At the agent level — which applies across all strategies on the same account — you can set a maximum daily loss, a maximum total drawdown, and a cap on total open positions. When configured thresholds are detected, the agent can pause new activity or alert you according to the execution mode you selected. This can help monitor prop firm-style rules, but it does not guarantee compliance or prevent every breach.
Step 4 — Launching an agent
An agent is the entity that connects your strategy to a real (or demo) broker account and transmits authorized orders. You create an agent, connect it to a broker account via API key or OAuth 2.0 — a one-time setup — and assign the strategies you want it to follow.
Before going live, you have two options to validate in real market conditions without capital at risk: Charton's built-in demo portfolios (available on all plans) or your broker's own demo account.
When you're ready, you choose the execution mode: automatic order transmission according to the strategy rules you authorized, semi-automatic approval per trade, or alerts only. This can be changed at any time.
Step 5 — Monitoring
Once the agent is running, you can monitor it from the agent dashboard.

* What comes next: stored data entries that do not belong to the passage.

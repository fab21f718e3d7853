use thiserror::Error;
use tokio::sync::{mpsc, oneshot};

/// A request paired with the channel for its reply
pub struct WithReply<T, R> {
    pub data: T,
    reply: oneshot::Sender<R>,
}

impl<T, R> WithReply<T, R> {
    /// Take the request data, keeping the means to answer it
    pub fn into_parts(self) -> (T, ReplyTo<R>) {
        (self.data, ReplyTo(self.reply))
    }
}

/// The answering half of a request
pub struct ReplyTo<R>(oneshot::Sender<R>);

impl<R> ReplyTo<R> {
    /// Answer the request. A sender that stopped waiting is ignored
    pub fn send(self, response: R) {
        let _ = self.0.send(response);
    }
}

/// The sending half of a request channel
pub struct Sender<T, R> {
    inner: mpsc::Sender<WithReply<T, R>>,
}

impl<T, R> Clone for Sender<T, R> {
    fn clone(&self) -> Self {
        Sender {
            inner: self.inner.clone(),
        }
    }
}

impl<T, R> Sender<T, R> {
    pub fn new(inner: mpsc::Sender<WithReply<T, R>>) -> Self {
        Sender { inner }
    }

    /// Sends a request and waits for the reply
    pub async fn send(&self, data: T) -> Result<R, SendError> {
        let (reply_tx, reply_rx) = oneshot::channel();
        self.inner
            .send(WithReply {
                data,
                reply: reply_tx,
            })
            .await
            .map_err(|_| SendError::Closed)?;
        reply_rx.await.map_err(|_| SendError::NoReply)
    }
}

/// Possible errors when sending
#[derive(Debug, Error, PartialEq, Eq)]
pub enum SendError {
    #[error("the receiver is closed")]
    Closed,
    #[error("the request was dropped without a reply")]
    NoReply,
}

/// Create a new request channel
pub fn request_channel<T, R>(capacity: usize) -> (Sender<T, R>, mpsc::Receiver<WithReply<T, R>>) {
    let (tx, rx) = mpsc::channel(capacity);
    (Sender::new(tx), rx)
}
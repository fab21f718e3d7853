#![cfg_attr(docsrs, feature(doc_cfg))]
//! broker-core is the variable mapping and message correlation core of a workflow-automation broker.
//!
//! Process instances carry their data in a tree of variable scopes. When an instance enters a
//! task, the [input mappings](`mapping`) of the task select parts of the scope into the task
//! payload; when a worker completes the task, the output mappings merge the result back into the
//! scope. Instances waiting on a message catch event open a [subscription](`message::Subscription`)
//! that published messages are correlated with, by message name and correlation key.
//!
//! # Features
//!
//! - Declarative input/output mappings using a subset of [JSONPath](https://goessner.net/articles/JsonPath/),
//!   validated at deployment so ambiguous or unsupported expressions never reach runtime.
//! - Runtime mapping faults become [incidents](`incident::Incident`) that stall one element instance,
//!   never the broker.
//! - Message correlation with time-to-live buffering, late correlation and duplicate message id rejection.
//! - Event sourced partitions. The [engine](`engine::Engine`) state is only changed by applying log records,
//!   so replaying the log rebuilds it exactly.
//! - Partitions run on their own tokio task. Messages and subscriptions live on the partition owning
//!   their correlation key; an instance running elsewhere registers its subscriptions there and is
//!   told when a message correlates.
//!
//! # Broker
//!
//! ```rust,no_run
//! use broker_core::broker::Broker;
//! use broker_core::config::Opts;
//! use broker_core::document::Document;
//! use broker_core::engine::{ProcessDefinition, PublishMessage};
//! use broker_core::mapping::IoMapping;
//! use serde_json::json;
//!
//! # tokio_test::block_on(async {
//! let broker = Broker::start(Opts::default().partitions(3));
//!
//! // wait for the cancellation of an order, then notify the customer
//! let process = ProcessDefinition::new("order-process")
//!     .message_catch("order-canceled", "order canceled", "orderId")
//!     .service_task(
//!         "notify",
//!         "email",
//!         IoMapping::new().input("$.customer.email", "$.to"),
//!     );
//! broker.deploy(process).await.unwrap();
//!
//! let variables = json!({"orderId": "order-123", "customer": {"email": "jane@example.com"}});
//! broker
//!     .create_instance("order-process", Some(Document::new(variables)))
//!     .await
//!     .unwrap();
//!
//! broker
//!     .publish_message(PublishMessage::new("order canceled", "order-123").id("cancel-123"))
//!     .await
//!     .unwrap();
//! # })
//! ```
//!
//! # Mappings
//!
//! A mapping copies the value at a source path of one document to a target path of another. Paths
//! start at the root `$` followed by member (`.name`, `['name']`) and index (`[0]`) steps.
//! Wildcards, recursive descent and filters are rejected at deployment, and so is a mapping from or
//! to the root combined with other mappings of the same direction.
//!
//! When no mapping is declared, the whole document is copied. A missing payload is the empty map.
//!
//! # Logging
//!
//! The library uses the [tracing crate](https://crates.io/crates/tracing). Partitions run in a
//! `partition` span and every command handler is instrumented.

pub mod broker;
pub mod config;
pub mod document;
pub mod engine;
pub mod incident;
pub mod mapping;
pub mod message;
pub mod partition;
pub mod path;
pub mod scope;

You see overall performance, a breakdown per strategy, and live open positions. Every transmitted order is drawn on the chart in the Workspace — so you can verify at any point that activity matches the strategy logic you approved.
Alerts are sent by email and through the web app when something happens — a trade opened, a position closed, a limit reached, or an agent stopped. If you're in semi-automatic mode, the alert takes you directly to the approval page.
The complete picture
The entire flow — from describing an idea to a running agent — happens inside one system. The chart you analyze is the same chart where you verify execution. The strategy you built in the chat is the same one the agent trades. There's no manual export, no webhook configuration, no third-party connector to maintain.
That's the point of having everything in one place: not just convenience, but a shorter distance between what you intended and what actually runs.